● **AVAILABLE DATA**:

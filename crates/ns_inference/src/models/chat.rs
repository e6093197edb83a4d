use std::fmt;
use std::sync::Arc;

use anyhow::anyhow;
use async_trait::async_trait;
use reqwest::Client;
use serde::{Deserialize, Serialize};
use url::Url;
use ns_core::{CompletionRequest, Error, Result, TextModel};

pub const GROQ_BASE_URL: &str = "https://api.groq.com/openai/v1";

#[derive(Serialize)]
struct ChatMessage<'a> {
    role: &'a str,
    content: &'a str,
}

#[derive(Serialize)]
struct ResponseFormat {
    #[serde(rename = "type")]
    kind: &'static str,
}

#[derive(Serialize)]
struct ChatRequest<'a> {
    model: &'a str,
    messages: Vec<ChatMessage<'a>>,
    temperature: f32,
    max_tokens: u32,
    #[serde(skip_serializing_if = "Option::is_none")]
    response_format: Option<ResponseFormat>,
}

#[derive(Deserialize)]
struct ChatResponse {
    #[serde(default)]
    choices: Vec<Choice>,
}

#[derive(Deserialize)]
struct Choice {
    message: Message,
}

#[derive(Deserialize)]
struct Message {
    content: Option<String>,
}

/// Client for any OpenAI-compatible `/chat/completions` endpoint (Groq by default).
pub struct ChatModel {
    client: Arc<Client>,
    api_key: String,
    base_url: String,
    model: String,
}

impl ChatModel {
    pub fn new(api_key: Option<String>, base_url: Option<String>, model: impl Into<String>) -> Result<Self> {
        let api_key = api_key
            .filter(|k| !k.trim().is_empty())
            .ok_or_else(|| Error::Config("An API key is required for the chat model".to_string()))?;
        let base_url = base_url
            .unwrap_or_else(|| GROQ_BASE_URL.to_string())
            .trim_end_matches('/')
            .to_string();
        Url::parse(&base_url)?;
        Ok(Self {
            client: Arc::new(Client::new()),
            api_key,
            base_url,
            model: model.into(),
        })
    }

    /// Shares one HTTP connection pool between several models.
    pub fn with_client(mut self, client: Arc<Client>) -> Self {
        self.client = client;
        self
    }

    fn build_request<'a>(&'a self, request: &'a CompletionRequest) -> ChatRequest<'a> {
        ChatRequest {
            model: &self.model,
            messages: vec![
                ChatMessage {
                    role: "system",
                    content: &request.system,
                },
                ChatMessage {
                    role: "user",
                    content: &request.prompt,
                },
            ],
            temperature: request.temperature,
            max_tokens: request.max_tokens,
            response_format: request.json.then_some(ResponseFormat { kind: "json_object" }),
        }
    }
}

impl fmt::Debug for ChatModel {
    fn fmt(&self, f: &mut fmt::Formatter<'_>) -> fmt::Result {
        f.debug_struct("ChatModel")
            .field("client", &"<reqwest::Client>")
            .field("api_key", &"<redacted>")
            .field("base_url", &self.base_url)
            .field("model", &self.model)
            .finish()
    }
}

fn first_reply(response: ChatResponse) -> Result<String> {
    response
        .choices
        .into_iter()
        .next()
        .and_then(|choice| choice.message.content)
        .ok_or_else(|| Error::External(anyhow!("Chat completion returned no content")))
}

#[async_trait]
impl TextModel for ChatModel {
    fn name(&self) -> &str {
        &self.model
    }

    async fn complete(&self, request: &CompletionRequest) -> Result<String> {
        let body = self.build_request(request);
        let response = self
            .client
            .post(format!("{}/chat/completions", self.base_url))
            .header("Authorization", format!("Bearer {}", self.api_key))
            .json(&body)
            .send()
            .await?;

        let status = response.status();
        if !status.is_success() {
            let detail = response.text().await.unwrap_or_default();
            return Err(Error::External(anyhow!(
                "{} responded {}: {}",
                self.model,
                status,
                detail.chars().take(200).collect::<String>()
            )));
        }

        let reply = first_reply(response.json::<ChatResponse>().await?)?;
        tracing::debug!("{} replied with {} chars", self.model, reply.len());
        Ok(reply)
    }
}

● **PROBLEM**: Copy every line of the material in which the word "ChatRequest" occurs.

● **YOUR RESPONSE**:
struct ChatRequest<'a> {
    fn build_request<'a>(&'a self, request: &'a CompletionRequest) -> ChatRequest<'a> {
        ChatRequest {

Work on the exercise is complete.